Colonel lifted a finger. “Don’t say anything. Just listen.” He lowered his voice. “I know you’re not where you want to be. You didn’t set out all those years ago in graduate school to be writing technical documents for the Texas Department of General Services. But what if I told you, Paul,” he continued, inching his chair closer, “what if I told you I could guarantee you lifetime employment? And not just lifetime employment, Paul, but a job that left you free to pursue almost anything you wanted to do?”

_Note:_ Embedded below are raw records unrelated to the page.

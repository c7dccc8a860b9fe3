use crate::domain::IncidentId;
use crate::models::{Incident, NewIncident};
use anyhow::Result;
use sea_orm::{ConnectOptions, Database, DatabaseConnection};
use sea_orm_migration::MigratorTrait;
use std::path::Path;
use std::time::Duration;
use tracing::info;

pub mod migrator;
pub mod repositories;

/// Owns the connection pool and exposes the incident queries.
#[derive(Clone)]
pub struct Store {
    pub conn: DatabaseConnection,
}

impl Store {
    pub async fn with_pool_options(
        db_url: &str,
        max_connections: u32,
        min_connections: u32,
    ) -> Result<Self> {
        let in_memory = db_url.contains(":memory:");

        if db_url.starts_with("sqlite:") && !in_memory {
            let path_str = db_url
                .trim_start_matches("sqlite:")
                .trim_start_matches("//")
                .split('?')
                .next()
                .unwrap_or_default();
            if let Some(parent) = Path::new(path_str).parent() {
                tokio::fs::create_dir_all(parent).await.ok();
            }
            if !Path::new(path_str).exists() {
                std::fs::File::create(path_str)?;
            }
        }

        // Every pooled connection would otherwise get its own private in-memory database.
        let (max_connections, min_connections) = if in_memory {
            (1, 1)
        } else {
            (max_connections, min_connections)
        };

        let mut opt = ConnectOptions::new(db_url.to_string());
        opt.max_connections(max_connections)
            .min_connections(min_connections)
            .connect_timeout(Duration::from_secs(10))
            .acquire_timeout(Duration::from_secs(10))
            .idle_timeout(Duration::from_secs(300))
            .max_lifetime(Duration::from_secs(600))
            .sqlx_logging(false);

        let conn = Database::connect(opt).await?;
        let store = Self { conn };
        store.ensure_schema().await?;

        info!(
            "Database connected & migrations applied (pool: {}-{})",
            min_connections, max_connections
        );

        Ok(store)
    }

    /// Creates the incidents table if it is missing. Safe to call repeatedly.
    pub async fn ensure_schema(&self) -> Result<()> {
        migrator::Migrator::up(&self.conn, None).await?;
        Ok(())
    }

    /// Releases the pool. Called once on shutdown.
    pub async fn close(self) -> Result<()> {
        self.conn.close().await?;
        info!("Database connection pool closed");
        Ok(())
    }

    fn incident_repo(&self) -> repositories::incident::IncidentRepository {
        repositories::incident::IncidentRepository::new(self.conn.clone())
    }

    pub async fn list_incidents_by_status(&self, status: &str) -> Result<Vec<Incident>> {
        self.incident_repo().list_by_status(status).await
    }

    pub async fn create_incident(&self, incident: &NewIncident) -> Result<IncidentId> {
        self.incident_repo().insert(incident).await
    }

    pub async fn update_incident(&self, id: IncidentId, incident: &NewIncident) -> Result<u64> {
        self.incident_repo().update(id, incident).await
    }

    pub async fn count_incidents(&self) -> Result<u64> {
        self.incident_repo().count().await
    }
}
pub mod incident;

pub use incident::{Incident, IncidentLevel, IncidentStatus, IncidentType, NewIncident};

The room was very quiet, though Paul heard laughter and music from the other side of the door. He lifted his drink, but the glass was dry.

Colonel waved his hand over the three heaps of epic poem. “When do you think I wrote this, Paul? In my free time?” He grunted with laughter, his eyes bright. “Not bloody likely.”

Paul could scarcely breathe. Colonel had literally backed him into a corner of his cramped little office. Paul couldn’t stand without pushing Colonel out of the way, and he couldn’t even lean back any farther in the chair.

“You gonna let life, that bitch, grind you down, Paul? You gonna stay whipped for the rest of your days?” Colonel’s eyes burned. “Are we not men?”

Someone rapped loudly on the door of the office, and Paul hiccupped in surprise. Colonel rolled back in his chair. He closed his eyes, drew a breath, and mastered himself. Then he laid his arm casually along the desk, lifted his chin, and raised his voice. “Come in.”

The door swung open, letting in a puff of air-conditioning from the rec room. Bob Wier stood in the doorway, silhouetted against the light from the far end of the room. He glanced from Paul to Colonel.

“He’s here,” Bob Wier said.

THIRTY-TWO

WITH HIS ARM AROUND PAUL, Colonel guided him back through the rec room and through the sliding-glass door, into the sticky Texas night. Without releasing Paul, Colonel paused and sent Bob Wier back inside.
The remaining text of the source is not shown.